SEC. 3082. CERTAIN GO ZONE INCENTIVES.
(a) Use of Amended Income Tax Returns to Take Into Account Receipt
of Certain Hurricane-Related Casualty Loss Grants by Disallowing
Previously Taken Casualty Loss Deductions.--
(1) In general.--Notwithstanding any other provision of the
Internal Revenue Code of 1986, if a taxpayer claims a deduction for
any taxable year with respect to a casualty loss to a principal
residence (within the meaning of section 121 of such Code)

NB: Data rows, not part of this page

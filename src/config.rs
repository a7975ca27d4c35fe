/// Policy for chunks whose text carries too few words to discriminate between
/// candidate spans.
#[derive(Debug, Clone, Copy, PartialEq, Eq)]
pub enum ShortChunkPolicy {
    /// Drop the chunk before alignment; no pair is emitted for it.
    Skip,
    /// Align the chunk anyway, accepting the weaker match signal.
    PassThrough,
}

#[derive(Debug, Clone)]
pub struct AlignConfig {
    /// Target cumulative duration of one chunk, in seconds.
    pub chunk_duration_secs: f64,
    /// Search window extends this many chunk-lengths backward of the cursor.
    pub back_window_factor: usize,
    /// Search window extends this many chunk-lengths forward of the cursor.
    pub forward_window_factor: usize,
    /// Chunks with fewer words than this fall under `short_chunk_policy`.
    pub min_chunk_words: usize,
    pub short_chunk_policy: ShortChunkPolicy,
}

impl AlignConfig {
    pub const DEFAULT_CHUNK_DURATION_SECS: f64 = 30.0;
    pub const DEFAULT_MIN_CHUNK_WORDS: usize = 2;
}

impl Default for AlignConfig {
    fn default() -> Self {
        Self {
            chunk_duration_secs: Self::DEFAULT_CHUNK_DURATION_SECS,
            // Asymmetric on purpose: tolerate slight regressions from an
            // imperfect previous match while biasing forward progress.
            back_window_factor: 1,
            forward_window_factor: 2,
            min_chunk_words: Self::DEFAULT_MIN_CHUNK_WORDS,
            short_chunk_policy: ShortChunkPolicy::Skip,
        }
    }
}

resulting from Hurricane Katrina, Hurricane Rita, or Hurricane
Wilma and in a subsequent taxable year receives a grant under
Public Law 109-148, 109-234, or 110-116 as reimbursement for such
loss, such taxpayer may elect to file an amended income tax return
for the taxable year in which such deduction was allowed (and for
any taxable year to which such deduction is carried) and reduce
(but not below zero) the amount of such deduction by the amount of
such reimbursement.
(2) Time of filing amended return.--Paragraph (1) shall apply
with respect to any grant only if any amended income tax returns
with respect to such grant are filed not later than the later of--
(A) the due date for filing the tax return for the taxable
year in which the taxpayer receives such grant, or
(B) the date which is 1 year after the date of the
enactment of this Act.
(3) Waiver of penalties and interest.--Any underpayment of tax
resulting from the reduction under paragraph (1) of the amount
otherwise allowable as a deduction shall not be subject to any
penalty or interest under such Code if such tax is paid not later
than 1 year after the filing of the amended return to which such
reduction relates.
(b) Waiver of Deadline on Construction of GO Zone Property Eligible
for Bonus Depreciation.--
(1) In general.--Subparagraph (B) of section 1400N(d)(3) is
amended to read as follows:
``(B) without regard to `and before January 1, 2009' in
clause (i) thereof, and''.
(2) Effective date.--The amendment made by this subsection
shall apply to property placed in service after December 31, 2007.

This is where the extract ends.